3. Концепт как минимализация. В древнерусском искусстве. Е. Трубецкой «Умозрение в красках» и др

Различив таким образом понятия «внешнего» и «умопостигаемого», к понятию «минимализации» в концептуальном мире мы сейчас подходим, как и следует сделать, еще и иначе – от сокровищницы древнерусского искусства, прежде всего знаменитого цикла из трех статей Евгения Николаевича Т р у б е ц к о г о (1863–1929) «Умозрение в красках» (1915), «Два мира в древнерусской иконописи» (1916), «Россия в ее иконе» (1918) (по изданию [Трубецкой 1991]).
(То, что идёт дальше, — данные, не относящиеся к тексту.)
//! Forward and reverse proxy synthesis.
//!
//! A binding set becomes a proxy type defined in the generation context's
//! module. Each binding turns into an override whose body is a forwarding
//! closure; virtual dispatch in the type store routes contract calls to it.

mod forward;
mod reverse;

use std::sync::{Arc, Weak};

use duck_types::{
    Invocation, InvokeError, InvokeResult, MethodBody, MethodBuilder, MethodFlags, MethodId, ParamDef,
    TypeRef, TypeStore, Value, Visibility,
};

use crate::adapter::{instance_accessor, AdapterFactory, ProxyState};
use crate::binding::{Binding, BindingSet};
use crate::context::GenerationContext;
use crate::descriptor::ProxyMode;
use crate::dispatch::WaiverRegistry;
use crate::error::DuckError;

/// Resolve every member for the pair in `mode`.
pub(crate) fn resolve(
    store: &TypeStore,
    waivers: &WaiverRegistry,
    contract: &TypeRef,
    target: &TypeRef,
    mode: ProxyMode,
) -> Result<BindingSet, DuckError> {
    match mode {
        ProxyMode::Forward | ProxyMode::Static => {
            forward::bind(store, waivers, contract, target, mode)
        }
        ProxyMode::Reverse => reverse::bind(store, waivers, contract, target),
    }
}

/// Define the proxy type for `set`.
pub(crate) fn synthesize(
    ctx: &GenerationContext,
    set: &BindingSet,
    mode: ProxyMode,
) -> Result<AdapterFactory, DuckError> {
    if set.mode.is_reverse() != mode.is_reverse() {
        let store = ctx.store();
        let member = set.bindings.first().map_or_else(
            || store.full_name(&set.contract),
            |b| b.member.display(store),
        );
        return Err(DuckError::IncorrectReverseMethodUsage {
            member,
            reason: format!("bindings resolved for {} synthesis used for {mode}", set.mode),
        });
    }
    let proxy = if mode.is_reverse() {
        reverse::define(ctx, set)
    } else {
        forward::define(ctx, set)
    };
    Ok(AdapterFactory::new(ctx, set, mode, proxy))
}

/// Proxy override member for `binding` with the given visible shape.
fn override_method(ctx: &GenerationContext, binding: &Binding, shape: Shape<'_>) -> MethodBuilder {
    let generic_names: Vec<&str> = shape.generic_params.iter().map(String::as_str).collect();
    shape
        .params
        .iter()
        .fold(MethodBuilder::new(shape.name), |m, p| m.param_def(p.clone()))
        .generic_params(&generic_names)
        .returns(shape.ret.clone())
        .visibility(shape.visibility)
        .with_flags(MethodFlags::VIRTUAL)
        .overrides(binding.overrides)
        .body_arc(forwarding_body(ctx.weak(), Arc::new(binding.clone())))
}

/// The signature the proxy declares for one override.
struct Shape<'a> {
    name: &'a str,
    params: &'a [ParamDef],
    generic_params: &'a [String],
    ret: &'a TypeRef,
    visibility: Visibility,
}

fn get_instance_method() -> MethodBuilder {
    MethodBuilder::new("GetInstance")
        .returns(TypeRef::object())
        .with_flags(MethodFlags::VIRTUAL)
        .overrides(MethodId::DUCK_GET_INSTANCE)
        .body_arc(instance_accessor())
}

fn forwarding_body(ctx: Weak<GenerationContext>, binding: Arc<Binding>) -> MethodBody {
    Arc::new(move |inv: Invocation<'_>| {
        let ctx = ctx.upgrade().ok_or_else(|| InvokeError::Chain {
            message: "the generation context of this adapter was dropped".to_string(),
        })?;
        let instance = inv.this_state::<ProxyState>()?.instance.clone();
        forward_call(&ctx, &binding, &instance, inv.args, inv.generic_args)
    })
}

/// Run one binding: convert arguments, fill trailing optionals, call,
/// convert the result, then write staged out/ref values back.
fn forward_call(
    ctx: &GenerationContext,
    binding: &Binding,
    instance: &Value,
    args: &mut [Value],
    generic_args: &[TypeRef],
) -> InvokeResult {
    let store = ctx.store();
    let mut forwarded = Vec::with_capacity(binding.args.len() + binding.trailing.len());
    for (index, plan) in binding.args.iter().enumerate() {
        let value = args.get(index).cloned().unwrap_or_default();
        forwarded.push(if binding.is_out(index) {
            Value::Null
        } else {
            plan.apply(store, ctx, value)?
        });
    }
    forwarded.extend(binding.trailing.iter().cloned());

    let generic_args = binding.generics.arguments(generic_args);
    let this = (!binding.calls_static).then_some(instance);
    let ret = binding
        .dispatch
        .invoke(store, ctx, binding.calls, this, &mut forwarded, &generic_args)?;
    let ret = binding.ret.apply(store, ctx, ret)?;

    for slot in &binding.out_slots {
        let staged = forwarded.get_mut(slot.index).map(std::mem::take).unwrap_or_default();
        let value = slot.read_back.apply(store, ctx, staged)?;
        if let Some(arg) = args.get_mut(slot.index) {
            *arg = value;
        }
    }
    Ok(ret)
}
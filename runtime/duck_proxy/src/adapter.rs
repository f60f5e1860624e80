//! Adapter factories and adapter handles.

use std::sync::Arc;

use duck_types::{
    Invocation, InvokeError, InvokeResult, MethodBody, MethodId, PublicOnly, TypeId, TypeRef,
    TypeStore, Value,
};

use crate::binding::BindingSet;
use crate::context::GenerationContext;
use crate::descriptor::ProxyMode;
use crate::error::DuckError;

/// Object state of every proxy instance.
#[derive(Debug)]
pub(crate) struct ProxyState {
    /// The wrapped target, or the implementation for reverse proxies.
    /// `Null` for static adapters.
    pub(crate) instance: Value,
}

/// Body of `GetInstance()` on every proxy type.
pub(crate) fn instance_accessor() -> MethodBody {
    Arc::new(|inv: Invocation<'_>| Ok(inv.this_state::<ProxyState>()?.instance.clone()))
}

/// The instance `value` wraps if it is an adapter, otherwise `value`.
pub(crate) fn unwrap_instance(value: &Value) -> Value {
    value
        .as_object()
        .and_then(|obj| obj.state::<ProxyState>())
        .map_or_else(|| value.clone(), |state| state.instance.clone())
}

/// Creates adapters of one synthesized proxy type.
#[derive(Debug)]
pub struct AdapterFactory {
    store: Arc<TypeStore>,
    mode: ProxyMode,
    contract: TypeRef,
    target: TypeRef,
    proxy: TypeRef,
}

impl AdapterFactory {
    pub(crate) fn new(
        ctx: &GenerationContext,
        set: &BindingSet,
        mode: ProxyMode,
        proxy: TypeRef,
    ) -> Self {
        AdapterFactory {
            store: Arc::clone(ctx.store()),
            mode,
            contract: set.contract.clone(),
            target: set.target.clone(),
            proxy,
        }
    }

    pub fn mode(&self) -> ProxyMode {
        self.mode
    }

    /// The contract (forward) or base type (reverse) adapters expose.
    pub fn contract(&self) -> &TypeRef {
        &self.contract
    }

    /// The target (forward) or implementation type (reverse).
    pub fn target(&self) -> &TypeRef {
        &self.target
    }

    /// The synthesized proxy type.
    pub fn proxy_type(&self) -> &TypeRef {
        &self.proxy
    }

    /// Wrap `instance`, which must be an instance of the target type.
    pub fn create(&self, instance: Value) -> Result<Adapter, DuckError> {
        if self.mode == ProxyMode::Static {
            return Ok(self.create_static());
        }
        if instance.is_null() {
            return Err(DuckError::NullInstance {
                contract: self.store.full_name(&self.contract),
            });
        }
        if !self.store.is_instance_of(&instance, &self.target) {
            return Err(DuckError::InstanceMismatch {
                expected: self.store.full_name(&self.target),
                found: instance
                    .runtime_type()
                    .map_or_else(String::new, |ty| self.store.full_name(&ty)),
            });
        }
        Ok(self.adapter(instance))
    }

    /// An adapter without an instance, for static forwarding.
    pub fn create_static(&self) -> Adapter {
        self.adapter(Value::Null)
    }

    fn adapter(&self, instance: Value) -> Adapter {
        Adapter {
            store: Arc::clone(&self.store),
            contract: self.contract.clone(),
            value: Value::object(self.proxy.clone(), ProxyState { instance }),
        }
    }
}

/// A proxy instance together with the contract it implements.
#[derive(Clone, Debug)]
pub struct Adapter {
    store: Arc<TypeStore>,
    contract: TypeRef,
    value: Value,
}

impl Adapter {
    /// The proxy object, usable wherever a contract-typed value is expected.
    pub fn value(&self) -> &Value {
        &self.value
    }

    pub fn into_value(self) -> Value {
        self.value
    }

    pub fn contract(&self) -> &TypeRef {
        &self.contract
    }

    /// The wrapped instance; `Null` for static adapters.
    pub fn instance(&self) -> &Value {
        self.value
            .as_object()
            .and_then(|obj| obj.state::<ProxyState>())
            .map_or(&Value::Null, |state| &state.instance)
    }

    /// Call the contract member `member` taking `args.len()` arguments.
    /// `out`/`ref` results are written back into `args`.
    pub fn call(&self, member: &str, args: &mut [Value]) -> InvokeResult {
        self.call_generic(member, &[], args)
    }

    /// Call a generic contract member with explicit generic arguments.
    pub fn call_generic(
        &self,
        member: &str,
        generic_args: &[TypeRef],
        args: &mut [Value],
    ) -> InvokeResult {
        let method = self.find_member(member, args.len()).ok_or_else(|| {
            InvokeError::target(format!(
                "`{}` has no member `{member}` taking {} argument(s)",
                self.store.full_name(&self.contract),
                args.len()
            ))
        })?;
        self.store
            .call(&PublicOnly, method, Some(&self.value), args, generic_args)
    }

    fn find_member(&self, name: &str, arity: usize) -> Option<MethodId> {
        let types = self
            .store
            .class_chain(&self.contract)
            .into_iter()
            .chain(self.store.all_interfaces(&self.contract))
            .chain(std::iter::once(TypeRef::of(TypeId::DUCK_TYPE)));
        for ty in types {
            let Some(id) = ty.def_id() else { continue };
            let found = self
                .store
                .declared_methods(id)
                .into_iter()
                .find(|m| m.name == name && m.params.len() == arity && !m.is_static());
            if let Some(method) = found {
                return Some(method.id);
            }
        }
        None
    }
}
use std::cell::RefCell;

use duck_types::{ModuleId, TypeBuilder};
use pretty_assertions::assert_eq;

use super::*;
use crate::adapter::ProxyState;

#[derive(Default)]
struct RecordingChain {
    wrapped: RefCell<Vec<TypeRef>>,
}

impl Chain for RecordingChain {
    fn chain(&self, contract: &TypeRef, value: Value) -> InvokeResult {
        self.wrapped.borrow_mut().push(contract.clone());
        Ok(value)
    }
}

struct Types {
    store: TypeStore,
    ithing: TypeRef,
    thing: TypeRef,
    point: TypeRef,
    snapshot: TypeRef,
}

fn types() -> Types {
    let store = TypeStore::new();
    let app = store.add_module("App", true);
    let lib = store.add_module("Lib", true);
    let ithing = store.define(TypeBuilder::interface("App.IThing").module(app));
    let thing = store.define(TypeBuilder::class("Lib.Thing").module(lib));
    let point = store.define(
        TypeBuilder::structure("Lib.Point")
            .module(lib)
            .field("x", TypeId::INT32.into())
            .field("y", TypeId::INT32.into()),
    );
    let snapshot = store.define(
        TypeBuilder::structure("App.Snapshot")
            .module(app)
            .flags(TypeFlags::DUCK_COPY)
            .field("y", TypeId::INT32.into()),
    );
    Types {
        store,
        ithing: TypeRef::of(ithing),
        thing: TypeRef::of(thing),
        point: TypeRef::of(point),
        snapshot: TypeRef::of(snapshot),
    }
}

#[test]
fn chaining_only_for_unrelated_user_types() {
    let t = types();
    let s = &t.store;
    assert!(needs_chaining(s, &t.ithing, &t.thing));
    assert!(!needs_chaining(s, &t.thing, &t.thing));
    assert!(!needs_chaining(s, &TypeRef::object(), &t.thing));
    assert!(!needs_chaining(s, &t.point, &t.thing));
    assert!(!needs_chaining(s, &TypeRef::method_param(0, "T"), &t.thing));
    // Core runtime types convert straight even when unrelated.
    assert!(!needs_chaining(s, &TypeId::STRING.into(), &t.thing));
    // By-ref wrappers are looked through.
    assert!(needs_chaining(
        s,
        &TypeRef::by_ref(t.ithing.clone()),
        &TypeRef::by_ref(t.thing.clone())
    ));
    assert_eq!(s.module_of(&t.ithing).map(ModuleId::is_core), Some(false));
}

#[test]
fn plans_follow_the_crossing_direction() {
    let t = types();
    let s = &t.store;
    assert_eq!(
        plan(s, &t.ithing, &t.thing, Crossing::IntoTarget),
        ConversionPlan::Unwrap { to: t.thing.clone() }
    );
    assert_eq!(
        plan(s, &t.ithing, &t.thing, Crossing::OutOfTarget),
        ConversionPlan::Wrap {
            contract: t.ithing.clone()
        }
    );
    assert_eq!(
        plan(s, &TypeRef::object(), &t.thing, Crossing::OutOfTarget),
        ConversionPlan::Straight {
            to: TypeRef::object()
        }
    );
    assert_eq!(
        plan(s, &t.snapshot, &t.point, Crossing::OutOfTarget),
        ConversionPlan::Copy {
            into: t.snapshot.clone()
        }
    );
}

#[test]
fn null_short_circuits_every_plan() {
    let t = types();
    let chain = RecordingChain::default();
    let plans = [
        ConversionPlan::Straight { to: t.point.clone() },
        ConversionPlan::Wrap {
            contract: t.ithing.clone(),
        },
        ConversionPlan::Unwrap { to: t.thing.clone() },
        ConversionPlan::Copy {
            into: t.snapshot.clone(),
        },
    ];
    for plan in &plans {
        assert_eq!(plan.apply(&t.store, &chain, Value::Null), Ok(Value::Null));
    }
    assert!(chain.wrapped.borrow().is_empty());
}

#[test]
fn wrap_goes_through_the_chain() {
    let t = types();
    let chain = RecordingChain::default();
    let thing = Value::object(t.thing.clone(), ());
    let plan = ConversionPlan::Wrap {
        contract: t.ithing.clone(),
    };
    let out = plan.apply(&t.store, &chain, thing.clone()).unwrap();
    assert!(out.same_instance(&thing));
    assert_eq!(*chain.wrapped.borrow(), vec![t.ithing.clone()]);
}

#[test]
fn unwrap_takes_the_instance_out_of_a_proxy() {
    let t = types();
    let thing = Value::object(t.thing.clone(), ());
    let proxy = Value::object(TypeId::OBJECT, ProxyState {
        instance: thing.clone(),
    });
    let plan = ConversionPlan::Unwrap { to: t.thing.clone() };
    let chain = RecordingChain::default();
    assert!(plan.apply(&t.store, &chain, proxy).unwrap().same_instance(&thing));
    // Plain values that are already of the target type pass.
    assert!(plan.apply(&t.store, &chain, thing.clone()).unwrap().same_instance(&thing));
    // Anything else is a cast failure.
    let err = plan.apply(&t.store, &chain, Value::from("nope")).unwrap_err();
    assert!(matches!(err, InvokeError::InvalidCast { .. }), "{err:?}");
}

#[test]
fn straight_conversion_widens_integers() {
    let t = types();
    let chain = RecordingChain::default();
    let to_i64 = ConversionPlan::Straight {
        to: TypeId::INT64.into(),
    };
    assert_eq!(to_i64.apply(&t.store, &chain, Value::I32(5)), Ok(Value::I64(5)));
    let to_f64 = ConversionPlan::Straight {
        to: TypeId::FLOAT64.into(),
    };
    assert_eq!(to_f64.apply(&t.store, &chain, Value::I32(2)), Ok(Value::F64(2.0)));
    let err = to_i64.apply(&t.store, &chain, Value::from("5")).unwrap_err();
    assert!(matches!(err, InvokeError::InvalidCast { .. }), "{err:?}");
}

#[test]
fn copy_projects_fields_by_name() {
    let t = types();
    let chain = RecordingChain::default();
    let point = Value::structure(
        t.point.clone(),
        vec![("x".to_string(), Value::I32(1)), ("y".to_string(), Value::I32(2))],
    );
    let plan = ConversionPlan::Copy {
        into: t.snapshot.clone(),
    };
    let copied = plan.apply(&t.store, &chain, point).unwrap();
    assert_eq!(
        copied,
        Value::structure(t.snapshot.clone(), vec![("y".to_string(), Value::I32(2))])
    );
}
Цикл Е. Трубецкого создан в тот же период, что и работы Ю. И. Айхенвальда, но более сжато, по условиям военного времени.

Он и начинается (статья 1–я, 1915 г.) со слов: «Вопрос о смысле жизни, быть может, никогда не ставился более резко, чем в настоящие дни обнажения мирового зла и бессмыслицы [.]. Если нас возмущает это зрелище, если при виде описанных здесь сцен [.] в нас зарождается чувство нравственной тошноты, это показывает, что в человеке есть зачатки другого мира, другого плана бытия» [Трубецкой 1991: 7].

Поэтому с самого начала мы должны иметь в виду, что здесь мы сталкиваемся с понятием минимализации в концептах в каком—то ином, не словесном и не художественном, только виде или, как точно говорит Е. Трубецкой, «в другом плане бытия». Этот «план» раскрывается перед нами в древнерусской религиозной живописи. По условиям сжатости нашего текста мы ограничимся лишь одним фрагментом.

Е. Трубецкой (статья 2–я «Два мира…» [Трубецкой 1991: 55]) рассматривает шесть маленьких икон Благовещения и евангелистов Строгановского письма, снятых с Новгородских царских врат (все подчеркивания разрядкой – его):

В фигурах евангелистов на царских вратах мы можем наблюдать изображение тех чувств, которые вызываются этим откровением света в святых, озаренных душах. Тут нам приходится отметить одну из самых парадоксальных черт русской иконописи.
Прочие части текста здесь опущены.